Required action: Each line below must be set down exactly as it stands.

Dataset:
★ ★ ★ ★ ★

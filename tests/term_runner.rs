mod common;

use std::time::Duration;

use common::{args, ChannelSink, ChannelSource};
use ptymux::protocol::Frame;
use ptymux::term::TermRunner;
use tokio::sync::mpsc;
use tokio::time::timeout;

#[tokio::test]
async fn buffers_short_lived_output_until_ready() {
    let (out_tx, mut out_rx) = mpsc::channel(64);
    let (in_tx, in_rx) = mpsc::channel(64);

    let runner = TermRunner::new(24, 80, &args(&["sh", "-c", "printf hello"])).unwrap();
    let run = tokio::spawn(runner.run(ChannelSink(out_tx), ChannelSource(in_rx)));

    // Child exits immediately, but nothing leaves the runner pre-READY.
    tokio::time::sleep(Duration::from_millis(300)).await;
    assert!(out_rx.try_recv().is_err());

    in_tx.send(Frame::ready().encode()).await.unwrap();

    let flushed = timeout(Duration::from_secs(5), out_rx.recv())
        .await
        .expect("flush timed out")
        .expect("sink closed early");
    assert_eq!(flushed, b"hello");

    timeout(Duration::from_secs(5), run)
        .await
        .expect("runner should finish")
        .unwrap()
        .unwrap();
}

#[tokio::test]
async fn on_ready_hook_fires_and_backlog_flushes() {
    let (out_tx, mut out_rx) = mpsc::channel(64);
    let (in_tx, in_rx) = mpsc::channel(64);
    let (hook_tx, hook_rx) = tokio::sync::oneshot::channel::<()>();
    let hook_tx = parking_lot::Mutex::new(Some(hook_tx));

    let runner = TermRunner::new(24, 80, &args(&["sh", "-c", "printf x"]))
        .unwrap()
        .with_on_ready(move || {
            if let Some(tx) = hook_tx.lock().take() {
                let _ = tx.send(());
            }
        });
    let run = tokio::spawn(runner.run(ChannelSink(out_tx), ChannelSource(in_rx)));

    in_tx.send(Frame::ready().encode()).await.unwrap();
    timeout(Duration::from_secs(5), hook_rx)
        .await
        .expect("hook timed out")
        .unwrap();

    let flushed = timeout(Duration::from_secs(5), out_rx.recv())
        .await
        .expect("flush timed out")
        .expect("sink closed early");
    assert_eq!(flushed, b"x");

    timeout(Duration::from_secs(5), run)
        .await
        .expect("runner should finish")
        .unwrap()
        .unwrap();
}

#[tokio::test]
async fn interactive_input_round_trips_after_ready() {
    let (out_tx, mut out_rx) = mpsc::channel(64);
    let (in_tx, in_rx) = mpsc::channel(64);

    let runner = TermRunner::new(24, 80, &args(&["cat"])).unwrap();
    let run = tokio::spawn(runner.run(ChannelSink(out_tx), ChannelSource(in_rx)));

    in_tx.send(Frame::ready().encode()).await.unwrap();
    in_tx
        .send(Frame::data(b"ping\n".to_vec()).encode())
        .await
        .unwrap();

    // Echo plus cat's copy arrive through the PTY.
    timeout(Duration::from_secs(5), async {
        let mut seen = Vec::new();
        loop {
            let chunk = out_rx.recv().await.expect("sink closed early");
            seen.extend_from_slice(&chunk);
            if seen.windows(4).any(|window| window == b"ping") {
                break;
            }
        }
    })
    .await
    .expect("timed out waiting for echo");

    // Ctrl-D at line start makes cat exit, which closes the PTY.
    in_tx.send(Frame::data(vec![0x04]).encode()).await.unwrap();

    timeout(Duration::from_secs(5), run)
        .await
        .expect("runner should finish")
        .unwrap()
        .unwrap();
}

★ ★ ★ ★ ★

Solution:
filename tests/term_runner.rs
mod common;

use std::time::Duration;

use common::{args, ChannelSink, ChannelSource};
use ptymux::protocol::Frame;
use ptymux::term::TermRunner;
use tokio::sync::mpsc;
use tokio::time::timeout;

#[tokio::test]
async fn buffers_short_lived_output_until_ready() {
    let (out_tx, mut out_rx) = mpsc::channel(64);
    let (in_tx, in_rx) = mpsc::channel(64);

    let runner = TermRunner::new(24, 80, &args(&["sh", "-c", "printf hello"])).unwrap();
    let run = tokio::spawn(runner.run(ChannelSink(out_tx), ChannelSource(in_rx)));

    // Child exits immediately, but nothing leaves the runner pre-READY.
    tokio::time::sleep(Duration::from_millis(300)).await;
    assert!(out_rx.try_recv().is_err());

    in_tx.send(Frame::ready().encode()).await.unwrap();

    let flushed = timeout(Duration::from_secs(5), out_rx.recv())
        .await
        .expect("flush timed out")
        .expect("sink closed early");
    assert_eq!(flushed, b"hello");

    timeout(Duration::from_secs(5), run)
        .await
        .expect("runner should finish")
        .unwrap()
        .unwrap();
}

#[tokio::test]
async fn on_ready_hook_fires_and_backlog_flushes() {
    let (out_tx, mut out_rx) = mpsc::channel(64);
    let (in_tx, in_rx) = mpsc::channel(64);
    let (hook_tx, hook_rx) = tokio::sync::oneshot::channel::<()>();
    let hook_tx = parking_lot::Mutex::new(Some(hook_tx));

    let runner = TermRunner::new(24, 80, &args(&["sh", "-c", "printf x"]))
        .unwrap()
        .with_on_ready(move || {
            if let Some(tx) = hook_tx.lock().take() {
                let _ = tx.send(());
            }
        });
    let run = tokio::spawn(runner.run(ChannelSink(out_tx), ChannelSource(in_rx)));

    in_tx.send(Frame::ready().encode()).await.unwrap();
    timeout(Duration::from_secs(5), hook_rx)
        .await
        .expect("hook timed out")
        .unwrap();

    let flushed = timeout(Duration::from_secs(5), out_rx.recv())
        .await
        .expect("flush timed out")
        .expect("sink closed early");
    assert_eq!(flushed, b"x");

    timeout(Duration::from_secs(5), run)
        .await
        .expect("runner should finish")
        .unwrap()
        .unwrap();
}

#[tokio::test]
async fn interactive_input_round_trips_after_ready() {
    let (out_tx, mut out_rx) = mpsc::channel(64);
    let (in_tx, in_rx) = mpsc::channel(64);

    let runner = TermRunner::new(24, 80, &args(&["cat"])).unwrap();
    let run = tokio::spawn(runner.run(ChannelSink(out_tx), ChannelSource(in_rx)));

    in_tx.send(Frame::ready().encode()).await.unwrap();
    in_tx
        .send(Frame::data(b"ping\n".to_vec()).encode())
        .await
        .unwrap();

    // Echo plus cat's copy arrive through the PTY.
    timeout(Duration::from_secs(5), async {
        let mut seen = Vec::new();
        loop {
            let chunk = out_rx.recv().await.expect("sink closed early");
            seen.extend_from_slice(&chunk);
            if seen.windows(4).any(|window| window == b"ping") {
                break;
            }
        }
    })
    .await
    .expect("timed out waiting for echo");

    // Ctrl-D at line start makes cat exit, which closes the PTY.
    in_tx.send(Frame::data(vec![0x04]).encode()).await.unwrap();

    timeout(Duration::from_secs(5), run)
        .await
        .expect("runner should finish")
        .unwrap()
        .unwrap();
}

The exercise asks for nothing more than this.